2000年以降、日本の電機メーカーの業績不振に関する報道が多くなされ、それらの記事中でその原因を指摘されています。それぞれの企業に個別の事情がありますので、あまり単純化してまとめるのは難しいです。

例えば、シャープの衰退は、巨大な最新鋭の堺工場への過剰な投資が間違いだったとする論調が多かったようです。しかし、最近はより詳しく分析し、堺工場への投資を肯定する論調も見かけるようになりました。確かに液晶パネル事業は、より大型のパネルを作る工場への投資を怠った途端、競合他社よりも製造コストの点で不利になり、戦えなくなります。つまり、液晶パネル事業を続けるのであれば、堺工場への投資は必要だったというわけです。

より大型の工場が稼働すると、大量の製品が生産されますので、それを売り切る努力が必要です。シャープは、ソニー、東芝などの日本メーカーに液晶パネルを販売し、シャープ陣営を築きましたが、家電エコポイントでテレビの販売が急に伸び、液晶パネルの供給が逼迫した時に、自社向けを優先し、ソニーや東芝への供給を絞ったようです。そのことがその後のソニーと東芝のシャープ離れにつながり、シャープの工場の稼働率低下と業績不振という結果になりました。鴻海に買収された後、液晶パネルの販路ができ、業績が回復したことからも、最新鋭の液晶パネル工場への投資は間違っていなかったことが分かります。
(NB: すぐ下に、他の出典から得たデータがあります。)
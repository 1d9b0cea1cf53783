//! CLI command definitions, routing, and tracing setup.

use std::path::PathBuf;
use std::sync::Arc;

use clap::{Parser, Subcommand};
use color_eyre::eyre::{Result, eyre};
use indicatif::{ProgressBar, ProgressStyle};
use noticemerge_core::{
    Assembly, AssemblyPipeline, AssemblyProgress, FragmentMerger, PolicyTable, assemble_all,
    check_release, write_assembly,
};
use noticemerge_shared::{
    AppConfig, AssemblyConfig, AssemblySummary, ConflictMode, ProducerOutcome, init_config,
    load_config,
};
use tracing::{error, info};

use crate::notice::{self, NoticeDir};

// ---------------------------------------------------------------------------
// CLI structure
// ---------------------------------------------------------------------------

/// noticemerge: assemble procurement notice fragments into releases.
#[derive(Parser)]
#[command(
    name = "noticemerge",
    version,
    about = "Merge per-producer notice fragments into one consolidated release per notice.",
    long_about = None,
)]
pub(crate) struct Cli {
    /// Log format: text (default) or json.
    #[arg(long, default_value = "text", global = true)]
    pub log_format: LogFormat,

    /// Verbosity level (-v, -vv, -vvv).
    #[arg(short, long, action = clap::ArgAction::Count, global = true)]
    pub verbose: u8,

    #[command(subcommand)]
    pub command: Command,
}

/// Log output format.
#[derive(Clone, Debug, clap::ValueEnum)]
pub(crate) enum LogFormat {
    Text,
    Json,
}

/// Top-level CLI subcommands.
#[derive(Subcommand)]
pub(crate) enum Command {
    /// Assemble one release per notice directory.
    Assemble {
        /// Notice directories, each holding one `<producer>.json` fragment per producer.
        #[arg(required = true)]
        notices: Vec<PathBuf>,

        /// Output root for written releases (defaults to config `output_dir`).
        #[arg(short, long)]
        out: Option<PathBuf>,

        /// Policy table TOML overlaid on the built-in table.
        #[arg(short, long)]
        policies: Option<PathBuf>,

        /// Conflict handling: keep or replace.
        #[arg(long)]
        on_conflict: Option<String>,

        /// Maximum notices assembled concurrently.
        #[arg(short, long)]
        jobs: Option<usize>,

        /// Print releases to stdout instead of writing them.
        #[arg(long)]
        stdout: bool,
    },

    /// Check a written release for unresolvable or duplicate keys.
    Check {
        /// Path to a `release.json`.
        release: PathBuf,

        /// Policy table TOML overlaid on the built-in table.
        #[arg(short, long)]
        policies: Option<PathBuf>,
    },

    /// Policy table inspection.
    Policies {
        #[command(subcommand)]
        action: PoliciesAction,
    },

    /// Configuration management.
    Config {
        /// Config subcommand.
        #[command(subcommand)]
        action: ConfigAction,
    },
}

/// Policy subcommands.
#[derive(Subcommand)]
pub(crate) enum PoliciesAction {
    /// Print the resolved policy table as TOML.
    Show {
        /// Policy table TOML overlaid on the built-in table.
        #[arg(short, long)]
        policies: Option<PathBuf>,
    },
}

/// Config subcommands.
#[derive(Subcommand)]
pub(crate) enum ConfigAction {
    /// Initialize config file with defaults.
    Init,
    /// Show resolved configuration.
    Show,
}

// ---------------------------------------------------------------------------
// Tracing setup
// ---------------------------------------------------------------------------

/// Initialize tracing based on CLI flags. Logs go to stderr so `--stdout`
/// output stays clean.
pub(crate) fn init_tracing(cli: &Cli) {
    use tracing_subscriber::{EnvFilter, fmt};

    let filter = match cli.verbose {
        0 => "noticemerge=info",
        1 => "noticemerge=debug",
        _ => "noticemerge=trace",
    };

    let env_filter = EnvFilter::try_from_default_env().unwrap_or_else(|_| EnvFilter::new(filter));

    match cli.log_format {
        LogFormat::Text => {
            fmt()
                .with_env_filter(env_filter)
                .with_target(false)
                .with_writer(std::io::stderr)
                .init();
        }
        LogFormat::Json => {
            fmt()
                .json()
                .with_env_filter(env_filter)
                .with_writer(std::io::stderr)
                .init();
        }
    }
}

// ---------------------------------------------------------------------------
// Command dispatch
// ---------------------------------------------------------------------------

/// Run the CLI command.
pub(crate) async fn run(cli: Cli) -> Result<()> {
    match cli.command {
        Command::Assemble {
            notices,
            out,
            policies,
            on_conflict,
            jobs,
            stdout,
        } => {
            let overrides = Overrides {
                out,
                policies,
                on_conflict,
                jobs,
            };
            cmd_assemble(&notices, overrides, stdout).await
        }
        Command::Check { release, policies } => cmd_check(release, policies).await,
        Command::Policies { action } => match action {
            PoliciesAction::Show { policies } => cmd_policies_show(policies).await,
        },
        Command::Config { action } => match action {
            ConfigAction::Init => cmd_config_init().await,
            ConfigAction::Show => cmd_config_show().await,
        },
    }
}

// ---------------------------------------------------------------------------
// Configuration resolution
// ---------------------------------------------------------------------------

/// CLI flags that override config file values.
#[derive(Default)]
struct Overrides {
    out: Option<PathBuf>,
    policies: Option<PathBuf>,
    on_conflict: Option<String>,
    jobs: Option<usize>,
}

fn resolve_config(app: &AppConfig, overrides: Overrides) -> Result<AssemblyConfig> {
    let mut config = AssemblyConfig::from(app);
    if let Some(out) = overrides.out {
        config.output_dir = out;
    }
    if let Some(path) = overrides.policies {
        config.policy_table = Some(path);
    }
    if let Some(mode) = overrides.on_conflict {
        config.on_conflict = mode.parse::<ConflictMode>()?;
    }
    if let Some(jobs) = overrides.jobs {
        config.workers = jobs.max(1);
    }
    Ok(config)
}

/// Built-in table (unless disabled), overlaid with the configured file.
fn resolve_policy_table(config: &AssemblyConfig) -> Result<PolicyTable> {
    let mut table = if config.use_builtin_policies {
        PolicyTable::builtin()
    } else {
        PolicyTable::empty()
    };
    if let Some(path) = &config.policy_table {
        table.overlay(PolicyTable::load(path)?);
        table.validate()?;
        info!(path = %path.display(), collections = table.collections.len(), "policy table loaded");
    }
    Ok(table)
}

// ---------------------------------------------------------------------------
// Command handlers
// ---------------------------------------------------------------------------

async fn cmd_assemble(dirs: &[PathBuf], overrides: Overrides, stdout: bool) -> Result<()> {
    let app = load_config()?;
    let config = resolve_config(&app, overrides)?;
    let table = Arc::new(resolve_policy_table(&config)?);

    // A notice that cannot be loaded aborts that notice only.
    let mut notices = Vec::with_capacity(dirs.len());
    let mut unloadable = 0usize;
    for dir in dirs {
        match NoticeDir::load(dir) {
            Ok(notice) => notices.push(notice),
            Err(e) => {
                error!(path = %dir.display(), error = %e, "skipping notice");
                unloadable += 1;
            }
        }
    }
    if notices.is_empty() {
        return Err(eyre!("none of the {} notice directories could be loaded", dirs.len()));
    }

    let producers = notice::build_registry(&app.producers, &notices);
    if producers.is_empty() {
        return Err(eyre!("no producers configured and no fragment files found"));
    }

    info!(
        notices = notices.len(),
        producers = ?producers.names(),
        on_conflict = ?config.on_conflict,
        workers = config.workers,
        "assembling notices"
    );

    let merger = FragmentMerger::new(table, config.on_conflict);
    let pipeline = Arc::new(AssemblyPipeline::new(merger, producers));
    let progress = CliProgress::new();
    let assemblies = assemble_all(pipeline, notices, config.workers, &progress).await?;

    if stdout {
        for assembly in &assemblies {
            println!("{}", assembly.release.to_json(config.pretty)?);
        }
    } else {
        println!();
        for assembly in &assemblies {
            let written = write_assembly(&config.output_dir, assembly, config.pretty)?;
            print_summary(assembly);
            println!(
                "    -> {} ({} bytes, sha256 {})",
                written.release_path.display(),
                written.size_bytes,
                &written.sha256[..12]
            );
        }
        println!();
    }

    if unloadable > 0 {
        return Err(eyre!("{unloadable} notice directories could not be loaded"));
    }
    Ok(())
}

fn print_summary(assembly: &Assembly) {
    let summary = &assembly.summary;
    println!(
        "  {}  created {}  touched {}  skipped {}  conflicts {}  ({} ms)",
        summary.notice_id,
        summary.created(),
        summary.touched(),
        summary.skipped(),
        summary.conflicts(),
        summary.elapsed_ms
    );
    for report in &summary.producers {
        if let ProducerOutcome::Failed { message } = &report.outcome {
            println!("    ! {} failed: {message}", report.name);
        }
        for skipped in &report.merge.skipped {
            println!(
                "    ~ {} skipped {}[{}]: {}",
                report.name, skipped.collection, skipped.index, skipped.reason
            );
        }
    }
}

async fn cmd_check(release: PathBuf, policies: Option<PathBuf>) -> Result<()> {
    let app = load_config()?;
    let config = resolve_config(
        &app,
        Overrides {
            policies,
            ..Overrides::default()
        },
    )?;
    let table = resolve_policy_table(&config)?;

    let check = check_release(&table, &release)?;
    println!(
        "  {}: {} collections, {} entities",
        release.display(),
        check.collections.len(),
        check.entities
    );
    if check.is_clean() {
        println!("  keys OK");
        return Ok(());
    }
    for violation in &check.violations {
        println!("  ! {violation}");
    }
    Err(eyre!("{} key violation(s) in {}", check.violations.len(), release.display()))
}

async fn cmd_policies_show(policies: Option<PathBuf>) -> Result<()> {
    let app = load_config()?;
    let config = resolve_config(
        &app,
        Overrides {
            policies,
            ..Overrides::default()
        },
    )?;
    let table = resolve_policy_table(&config)?;
    println!("{}", table.to_toml()?);
    Ok(())
}

async fn cmd_config_init() -> Result<()> {
    let path = init_config()?;
    println!("Config initialized at: {}", path.display());
    Ok(())
}

async fn cmd_config_show() -> Result<()> {
    let config: AppConfig = load_config()?;
    let toml_str = toml::to_string_pretty(&config)?;
    println!("{toml_str}");
    Ok(())
}

// ---------------------------------------------------------------------------
// CLI progress reporter
// ---------------------------------------------------------------------------

/// CLI progress reporter using an indicatif bar.
struct CliProgress {
    bar: ProgressBar,
}

impl CliProgress {
    fn new() -> Self {
        let bar = ProgressBar::new(0);
        bar.set_style(
            ProgressStyle::with_template("{spinner:.cyan} [{bar:30.cyan/blue}] {pos}/{len} {msg}")
                .unwrap_or_else(|_| ProgressStyle::default_bar())
                .progress_chars("=> "),
        );
        bar.enable_steady_tick(std::time::Duration::from_millis(80));
        Self { bar }
    }
}

impl AssemblyProgress for CliProgress {
    fn started(&self, total: usize) {
        self.bar.set_length(total as u64);
        self.bar.set_message("assembling");
    }

    fn finished(&self, summary: &AssemblySummary, _completed: usize, _total: usize) {
        self.bar.inc(1);
        self.bar.set_message(summary.notice_id.clone());
    }

    fn done(&self, _total: usize) {
        self.bar.finish_and_clear();
    }
}

#[cfg(test)]
mod tests {
    use super::*;

    #[test]
    fn cli_parses_assemble() {
        let cli = Cli::try_parse_from([
            "noticemerge",
            "-v",
            "assemble",
            "notices/a",
            "notices/b",
            "--on-conflict",
            "replace",
            "--jobs",
            "2",
            "--stdout",
        ])
        .unwrap();
        assert_eq!(cli.verbose, 1);
        match cli.command {
            Command::Assemble {
                notices,
                on_conflict,
                jobs,
                stdout,
                ..
            } => {
                assert_eq!(notices.len(), 2);
                assert_eq!(on_conflict.as_deref(), Some("replace"));
                assert_eq!(jobs, Some(2));
                assert!(stdout);
            }
            _ => panic!("expected assemble"),
        }
    }

    #[test]
    fn assemble_requires_a_notice() {
        assert!(Cli::try_parse_from(["noticemerge", "assemble"]).is_err());
    }

    #[test]
    fn overrides_win_over_config() {
        let app = AppConfig::default();
        let config = resolve_config(
            &app,
            Overrides {
                out: Some(PathBuf::from("out")),
                on_conflict: Some("replace".into()),
                jobs: Some(0),
                ..Overrides::default()
            },
        )
        .unwrap();
        assert_eq!(config.output_dir, PathBuf::from("out"));
        assert_eq!(config.on_conflict, ConflictMode::Replace);
        assert_eq!(config.workers, 1);

        let bad = Overrides {
            on_conflict: Some("merge".into()),
            ..Overrides::default()
        };
        assert!(resolve_config(&app, bad).is_err());
    }

    #[test]
    fn policy_table_overlay_from_file() {
        let path = std::env::temp_dir().join(format!("nm-policies-{}.toml", uuid::Uuid::now_v7()));
        std::fs::write(
            &path,
            r#"
[[collections]]
path = "parties"
[collections.fields]
name = { policy = "replace" }

[[collections]]
path = "planning.milestones"
"#,
        )
        .unwrap();

        let mut config = AssemblyConfig::from(&AppConfig::default());
        config.policy_table = Some(path.clone());
        let table = resolve_policy_table(&config).unwrap();
        assert!(table.collection("planning.milestones").is_some());
        assert!(table.collection("tender.lots").is_some());

        config.use_builtin_policies = false;
        let table = resolve_policy_table(&config).unwrap();
        assert_eq!(table.collections.len(), 2);

        let _ = std::fs::remove_file(&path);
    }
}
このように一般に言われていることも、必ずしも正しい分析ばかりではなく、詳しい調査が行われないと分からないことが多いようです。しかし、もっと日本の電機メーカー衰退の根本的な原因を探っていくと、かなり昔のある出来事に辿り着きます。それは日本メーカーから韓国、台湾企業への技術供与です。

日本の電機メーカーの衰退は、主に韓国と台湾メーカーとの競争に敗れた結果です。なぜ韓国と台湾にそのような強敵が育ったのかを辿ってみると、実は日本から技術供与して、そこから韓国と台湾で積極的な投資を行い、猛烈なスピードで育ててきたことが分かります。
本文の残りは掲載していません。